Tuesday, December 23, 2014

Why is it "death" when cops kill black men, but "murder" when a black man kills two cops?

I checked. Barack Obama repeatedly referred to the "death" of Michael Brown and of Eric Garner, with all the politically required sorrowful noises. Yet when it was non-black policemen who were killed, he used the m-word.

"I unconditionally condemn today's murder of two police officers in New York City," said Obama when two New York City policemen were killed, as unjustly and unjustifiably as Brown and Garner.

I am not aiming to excuse any killing. Nor do I intend to encourage killing. But a sense of even-handedness, of fairness, has to be raised here.

Not even President Obama seems to have the courage to speak up. Suddenly everyone is tripping over each other to say how bad this is and what a crime it is -- no ifs ands or buts.

No talk of sorrow, no compassion for the man who killed the policemen, even though his actions might have justified an insanity plea had he lived. In the eyes of the media and the president, the man was wrong.

Where was this moral certitude when cops were the killers? The cops were given all sorts of leeway, even to the point of walking scot free from any criminal charge.

Yet it was murder, too, in the cases of Brown and Garner.

The dictionary tells us to murder is "to kill or slaughter inhumanly or barbarously." The multiple bullets fired at Brown and the strangulation of Garner qualify as inhumane and barbarous.

Those acts should have been condemned "unconditionally" (I would say unequivocally), by the same president who now rends his garments. And by all the sound-bite seekers who are now lining up to express outrage.

Monday, December 22, 2014

Santa Claus shows us the fine line between truth and lies

Today's news included a Christmas item about a letter in the JFK Library in which the president wrote to a child assuring her that Soviet nuclear testing at the North Pole would not affect Santa, with whom the man in the White House claimed to have spoken on the telephone the day before.

Forgive me if I stop to point out at just how many levels this letter exemplifies the myriad of ways in which children of the 1950s and 60s, of whom I was one, were lied to blatantly, nonchalantly and unnecessarily. Some of these lies continue today, at some level, to children of the new millenium.

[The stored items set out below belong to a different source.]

use super::{CliError, EXIT_FAILURE, EXIT_SUCCESS};
use akshara_core::{Context, ManagerBuilder, ServiceManager};
use akshara_runtime::{format_missing, ProjectLock};
use akshara_schema::default_settings_path;

pub fn run(builder: ManagerBuilder, ctx: &Context, json_output: bool) -> Result<u8, CliError> {
    let manager = builder.build()?;
    let mut checks: Vec<Check> = Vec::new();
    let mut all_pass = true;

    check_prereqs(&manager, &mut checks, &mut all_pass);
    check_settings(&mut checks);
    check_checkout(&manager, &mut checks);
    check_lock(&manager, &mut checks, &mut all_pass);
    check_service(&manager, ctx, &mut checks);

    print_results(&checks, all_pass, json_output)
}

fn check_prereqs(manager: &ServiceManager, checks: &mut Vec<Check>, all_pass: &mut bool) {
    let missing = manager.missing_prereqs();
    if missing.is_empty() {
        checks.push(Check::pass(
            "backend_prereqs",
            &format!("Prerequisites for the {} backend satisfied", manager.backend_name()),
        ));
    } else {
        *all_pass = false;
        checks.push(Check::fail(
            "backend_prereqs",
            &format!("Missing prerequisites: {}", format_missing(&missing)),
        ));
    }
}

fn check_settings(checks: &mut Vec<Check>) {
    match default_settings_path() {
        Some(path) if path.exists() => checks.push(Check::pass(
            "settings",
            &format!("Settings loaded from {}", path.display()),
        )),
        Some(path) => checks.push(Check::info(
            "settings",
            &format!("No settings file at {} (using defaults)", path.display()),
        )),
        None => checks.push(Check::info(
            "settings",
            "No config directory found (using defaults)",
        )),
    }
}

fn check_checkout(manager: &ServiceManager, checks: &mut Vec<Check>) {
    let compose = manager.spec().compose_path();
    if compose.exists() {
        checks.push(Check::pass(
            "compose_checkout",
            &format!("Compose definition present at {}", compose.display()),
        ));
    } else {
        checks.push(Check::info(
            "compose_checkout",
            "Compose definition not fetched yet (will be cloned on first init)",
        ));
    }
}

fn check_lock(manager: &ServiceManager, checks: &mut Vec<Check>, all_pass: &mut bool) {
    match ProjectLock::try_acquire(manager.lock_dir(), manager.project()) {
        Ok(Some(_)) => checks.push(Check::pass("project_lock", "Project lock is free")),
        Ok(None) => checks.push(Check::warn(
            "project_lock",
            "Project lock is held by another process",
        )),
        Err(e) => {
            *all_pass = false;
            checks.push(Check::fail(
                "project_lock",
                &format!("Cannot check project lock: {e}"),
            ));
        }
    }
}

fn check_service(manager: &ServiceManager, ctx: &Context, checks: &mut Vec<Check>) {
    match manager.status(ctx) {
        Ok(status) if status.all_ready(&manager.spec().services) => checks.push(Check::pass(
            "service",
            &format!("Service ready at {}", manager.base_url()),
        )),
        Ok(status) if status.running => checks.push(Check::warn(
            "service",
            "Service containers are running but not all are healthy",
        )),
        Ok(_) => checks.push(Check::info(
            "service",
            "Service is not running (start it with `akshara init`)",
        )),
        Err(e) => checks.push(Check::warn(
            "service",
            &format!("Cannot query service status: {e}"),
        )),
    }
}

fn print_results(checks: &[Check], all_pass: bool, json_output: bool) -> Result<u8, CliError> {
    if json_output {
        let json = serde_json::json!({
            "healthy": all_pass,
            "checks": checks.iter().map(|c| serde_json::json!({
                "name": c.name,
                "status": c.status,
                "message": c.message,
            })).collect::<Vec<_>>(),
        });
        println!(
            "{}",
            serde_json::to_string_pretty(&json).map_err(|e| e.to_string())?
        );
    } else {
        println!("Akshara Doctor\n");
        for check in checks {
            let icon = match check.status {
                "pass" => "✓",
                "fail" => "✗",
                "warn" => "⚠",
                _ => "ℹ",
            };
            println!("  {icon} {}", check.message);
        }
        println!();
        if all_pass {
            println!("All checks passed.");
        } else {
            println!("Some checks failed. See above for details.");
        }
    }
    Ok(if all_pass { EXIT_SUCCESS } else { EXIT_FAILURE })
}

struct Check {
    name: &'static str,
    status: &'static str,
    message: String,
}

impl Check {
    fn new(name: &'static str, status: &'static str, message: &str) -> Self {
        Self {
            name,
            status,
            message: message.to_owned(),
        }
    }

    fn pass(name: &'static str, message: &str) -> Self {
        Self::new(name, "pass", message)
    }

    fn fail(name: &'static str, message: &str) -> Self {
        Self::new(name, "fail", message)
    }

    fn warn(name: &'static str, message: &str) -> Self {
        Self::new(name, "warn", message)
    }

    fn info(name: &'static str, message: &str) -> Self {
        Self::new(name, "info", message)
    }
}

"Yes, Virginia, there is a Santa Claus," looked upon today as a heartwarming story, is the quintessence of the American mythmaking. The 1897 New York Sun editorial, in which Francis Pharcellus Church replied to a letter by Virginia O'Hanlon, was an antecedent of the John F. Kennedy letter.

Let me begin by pointing out the crass commercial motive behind the Sun editorial's profession of a broad nonconfessional "faith." It was no accident that Church prominently cited the bias of O'Hanlon's father, another lie: "If you see it in The Sun, it's so."

Church was selling his newspaper and, along with it, the singular and fundamental philosophical flaw in American society's thinking: the notion that facts are truths to be believed, especially if an authoritative source says so.

Facts are not truth. They are only realities observable within certain contextual circumstances. Almost everything we "know" about physics ceases to be certain, for example, at the quantum level. Facts are only tenable claims, not truth.

Church did O'Hanlon no favor, really. Look up her life and you learn that within little more than a decade she ended up in a short-lived marriage in which the man deserted her before her daughter was born.

Skepticism is warranted. We should not base anything on fact alone; or if we do, we must remind ourselves that the facts are dependent on how perception occurs. Even myth, which is not factual but not necessarily untrue, must be handled with care lest it become an actual falsehood rather than an intuitive inkling of truth.

This is where the gratuitous and arrogant twist of Kennedy's mendacity gets me. He did not have to tell the girl that he had spoken to Santa. It was true enough that Soviet testing of nuclear weapons would not hurt Santa Claus.

In a broader arena, there is little doubt that during the Cold War era the Soviet regime was harsh and repressive. But was it necessary to tell children Superman fought "for truth, justice and the American Way," when that Way featured blatant injustices such as racism and patent falsehoods such as fairly rewarded hard work?

As a child I once wrote a letter to the pope asking that the assassinated Kennedy be canonized. Today, the Irish name summons the indelible image of a young president bidding an infatuated young woman to perform oral sex on an aide in the White House pool. So much for Camelot; King Arthur was a frat boy.

Thursday, December 04, 2014

So now it's legal for white cops to kill black males by shooting or chokehold?

Let me get this straight: the right to life, liberty and the pursuit of happiness has been rescinded for black males in the United States, at least when it's a white cop abridging the right? I didn't get the memo.

Must be filed somewhere near that as yet nonexistent presidential executive order freeing the subminimum-wage immigrant slaves. Or the national health program. Or the prosecution of Wall Street gamblers who sank the economy.

Oh wait, none of those things exist, either. Welcome to "post-racial" America.